In order to do so, participants must ask themselves a paradoxical question, such as, “What am I?” Eventually, the participant will exhaust all possibilities and “hit that question mark,” O’Sullivan said. This is referred to as the “don’t know” mind, the stage when the brain has explored every solution to no avail.
“If we ask ourselves a paradoxical question that has no answer, sooner or later, (the) mind is going to just give up,” O’Sullivan said. “When it gives up, then what appears is just emptiness, and we sit and just watch our thoughts coming and going.”
O’Sullivan began his practice of Zen meditation when he injured his leg and, during a hospital visit, was diagnosed with high blood pressure as well. Doctors recommended a prescription, but O’Sullivan received other advice.
“A nurse said, ‘Don’t take medicine. Learn how to meditate,’ ” he said. “So I gave it a shot and here I am.”
His first experience with Zen meditation was inspired by a recommendation from his sister’s friend, who attended a Zen loft in New York City. Despite his positive experience with the meditation, O’Sullivan didn’t return to the loft until a month later, and when he showed up, the teachers were not there. He turned to the Village Voice and found another meditation center he has been practicing with ever since.
In a conversation with someone at the second location, O’Sullivan asked the other man how he had gotten started and mentioned the center where he’d previously practiced.
“He said, ‘Well, that was us at both places!’ ” O’Sullivan said. “I had to stay there then, right?”

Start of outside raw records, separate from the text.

impl AbilityOrchestrator {
    /// Creates an orchestrator with an immutable grant list.
    ///
    /// Nothing is granted until [`Self::grant_startup_abilities`] runs.
    pub fn new<I>(grants: I) -> Result<Self, AbilityError>
    where
        I: IntoIterator<Item = Arc<AbilityDef>>,
    {
        let grants: Vec<_> = grants.into_iter().collect();
        if grants.len() > GameConfig::MAX_ABILITIES {
            return Err(AbilityError::TooManyGrants {
                count: grants.len(),
                max: GameConfig::MAX_ABILITIES,
            });
        }

        Ok(Self {
            grants: grants.into_iter().collect(),
            ..Self::default()
        })
    }

    // ========================================================================
    // Granting
    // ========================================================================

    /// Grants every entry of the grant list exactly once.
    ///
    /// Returns the number of abilities granted by this call (0 when they
    /// already were).
    pub fn grant_startup_abilities(&mut self) -> usize {
        if self.abilities_initialized {
            return 0;
        }

        self.granted.clear();
        for index in 0..self.grants.len() {
            self.granted.push(AbilityHandle(index as u32));
        }
        self.abilities_initialized = true;

        debug!(count = self.granted.len(), "granted startup abilities");
        self.granted.len()
    }

    /// Removes every startup ability, cancels their running instances and
    /// clears running cooldowns.
    ///
    /// Idempotent: removing already-absent abilities is a no-op.
    pub fn remove_startup_abilities(&mut self) -> usize {
        if !self.abilities_initialized {
            return 0;
        }

        let removed = self.granted.len();
        let cancelled = self.cancel_all();
        self.granted.clear();
        self.cooldowns.clear();
        self.pending_remote.clear();
        self.abilities_initialized = false;

        debug!(
            removed,
            cancelled = cancelled.len(),
            "removed startup abilities"
        );
        removed
    }

    pub fn abilities_initialized(&self) -> bool {
        self.abilities_initialized
    }

    pub fn is_granted(&self, handle: AbilityHandle) -> bool {
        self.granted.contains(&handle)
    }

    /// Granted abilities in grant order.
    pub fn granted(&self) -> impl Iterator<Item = (AbilityHandle, &AbilityDef)> + '_ {
        self.granted
            .iter()
            .filter_map(|&handle| self.def(handle).map(|def| (handle, def)))
    }

    /// The immutable grant list.
    pub fn grant_list(&self) -> &[Arc<AbilityDef>] {
        &self.grants
    }

    /// Definition behind a handle, granted or not.
    pub fn def(&self, handle: AbilityHandle) -> Option<&AbilityDef> {
        self.grants.get(handle.0 as usize).map(Arc::as_ref)
    }

    // ========================================================================
    // Activation
    // ========================================================================

    /// Attempts to activate every granted ability whose tags intersect `tags`.
    ///
    /// Returns true if at least one match was dispatched. A dispatched ability
    /// may still fail its own activation checks.
    pub fn activate_by_tags(
        &mut self,
        tags: &TagContainer,
        allow_remote_activation: bool,
        ctx: ActivationContext,
    ) -> bool {
        self.activate_by_tags_detailed(tags, allow_remote_activation, ctx)
            .was_attempted()
    }

    /// Same as [`Self::activate_by_tags`], returning the full report.
    pub fn activate_by_tags_detailed(
        &mut self,
        tags: &TagContainer,
        allow_remote_activation: bool,
        ctx: ActivationContext,
    ) -> ActivationReport {
        let matches: Vec<(AbilityHandle, NetExecution)> = self
            .granted()
            .filter(|(_, def)| def.tags.has_any(tags))
            .map(|(handle, def)| (handle, def.net_execution))
            .collect();

        let mut report = ActivationReport::default();
        for (handle, net_execution) in matches {
            match (ctx.role, net_execution) {
                (Role::Authority, _) | (Role::Observer, NetExecution::LocalPredicted) => {
                    report.attempted += 1;
                    match self.activate_handle(handle, ctx) {
                        Ok(activation) => {
                            report.activated.push((handle, activation.instance));
                            report.cancelled.extend(activation.cancelled);
                        }
                        Err(failure) => {
                            debug!(%handle, %failure, "ability activation rejected");
                            report.failures.push((handle, failure));
                        }
                    }
                }
                (Role::Observer, NetExecution::ServerOnly) if allow_remote_activation => {
                    report.attempted += 1;
                    self.pending_remote.push(handle);
                    report.remote_requests.push(handle);
                    debug!(%handle, "queued remote activation request");
                }
                (Role::Observer, NetExecution::ServerOnly) => {
                    debug!(%handle, "server-only ability skipped without remote activation");
                }
            }
        }

        report
    }

    /// Runs the activation checks for one ability without starting it.
    pub fn can_activate(
        &self,
        handle: AbilityHandle,
        ctx: ActivationContext,
    ) -> Result<(), ActivationFailure> {
        let Some(def) = self.def(handle).filter(|_| self.is_granted(handle)) else {
            return Err(ActivationFailure::NotGranted(handle));
        };

        if ctx.character_level < def.required_level {
            return Err(ActivationFailure::LevelTooLow {
                required: def.required_level,
                level: ctx.character_level,
            });
        }
        if self.active.iter().any(|instance| instance.handle() == handle) {
            return Err(ActivationFailure::AlreadyActive);
        }
        if let Some(spec) = &def.cooldown
            && let Some(running) = self.cooldowns.get(&spec.tag)
        {
            return Err(ActivationFailure::OnCooldown {
                tag: spec.tag.clone(),
                remaining: running.remaining,
            });
        }
        Ok(())
    }

    /// Runs the activation checks for one granted ability and starts it.
    ///
    /// This is the entry point the authority uses for remote requests; it
    /// performs no role dispatch.
    pub fn activate_handle(
        &mut self,
        handle: AbilityHandle,
        ctx: ActivationContext,
    ) -> Result<Activation, ActivationFailure> {
        self.can_activate(handle, ctx)?;
        let def = Arc::clone(&self.grants[handle.0 as usize]);

        let cancelled = if def.cancels.is_empty() {
            Vec::new()
        } else {
            self.cancel_abilities_with_tags(&def.cancels)
        };

        let id = InstanceId(self.next_instance);
        self.next_instance += 1;
        if let Some(spec) = &def.cooldown {
            self.cooldowns.start(spec.tag.clone(), spec.duration);
        }
        debug!(ability = %def.name, instance = id.0, "ability activated");
        self.active
            .push(AbilityInstance::new(id, handle, Arc::clone(&def)));

        Ok(Activation {
            instance: id,
            cancelled,
        })
    }

    /// Drains activation requests that must be forwarded to the authority.
    pub fn take_remote_requests(&mut self) -> Vec<AbilityHandle> {
        std::mem::take(&mut self.pending_remote)
    }

    // ========================================================================
    // Completion / cancellation
    // ========================================================================

    /// Ends a running instance. Returns it if it was active.
    pub fn end_ability(&mut self, id: InstanceId) -> Option<AbilityInstance> {
        let index = self.active.iter().position(|instance| instance.id() == id)?;
        Some(self.active.remove(index))
    }

    /// Cancels every running instance whose tags intersect `tags`.
    pub fn cancel_abilities_with_tags(&mut self, tags: &TagContainer) -> Vec<InstanceId> {
        let mut cancelled = Vec::new();
        self.active.retain(|instance| {
            if instance.tags().has_any(tags) {
                cancelled.push(instance.id());
                false
            } else {
                true
            }
        });
        if !cancelled.is_empty() {
            debug!(count = cancelled.len(), %tags, "cancelled abilities");
        }
        cancelled
    }

    /// Cancels every running instance.
    pub fn cancel_all(&mut self) -> Vec<InstanceId> {
        self.active.drain(..).map(|instance| instance.id()).collect()
    }

    /// Advances running instances and cooldowns by `dt` seconds.
    ///
    /// Returns the timed instances that completed during this step.
    pub fn tick(&mut self, dt: f32) -> Vec<AbilityInstance> {
        let dt = if dt.is_finite() { dt.max(0.0) } else { 0.0 };

        let mut completed = Vec::new();
        let mut index = 0;
        while index < self.active.len() {
            self.active[index].advance(dt);
            if self.active[index].is_complete() {
                completed.push(self.active.remove(index));
            } else {
                index += 1;
            }
        }

        self.cooldowns.tick(dt);
        completed
    }

    // ========================================================================
    // Queries
    // ========================================================================

    /// Running instances whose tags intersect `tags`, in activation order.
    pub fn active_abilities_with_tags(&self, tags: &TagContainer) -> Vec<&AbilityInstance> {
        self.active
            .iter()
            .filter(|instance| instance.tags().has_any(tags))
            .collect()
    }

    /// All running instances, in activation order.
    pub fn active_abilities(&self) -> &[AbilityInstance] {
        &self.active
    }

    /// Binding cooldown among those matching `tags`, if any.
    pub fn cooldown_remaining(&self, tags: &TagContainer) -> Option<CooldownRemaining> {
        self.cooldowns.remaining(tags)
    }

    pub fn cooldowns(&self) -> &CooldownTable {
        &self.cooldowns
    }
}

He now has his own center called Three Treasures Zen Center, with two locations in Otego and Binghamton respectively. The Otego location has been open for 15 years, and the Binghamton location was established five years ago.
“We’ve got quite a few regular attendees, and there’s always transients coming and going,” O’Sullivan said.
During his week at Chautauqua, he hopes participants will experience a similar state of mind to the one his Three Treasures attendees do.
“I hope that they take advantage of the opportunity to be mindful, to let their mind rest and be mindful of life, of their life,” O’Sullivan said. “Just to walk around in Chautauqua is a beautiful thing. … You have the opportunity for beautiful smells with all the flowers, everybody talking and mingling, the breeze (and) little flakes of rain in the morning. To experience all of that, be aware of it and to really enjoy every day … not just, people say, ‘enjoy your day,’ but to really, really put your heart and mind into just enjoying the day. By you enjoying your day, you’re helping everybody else enjoy their day.”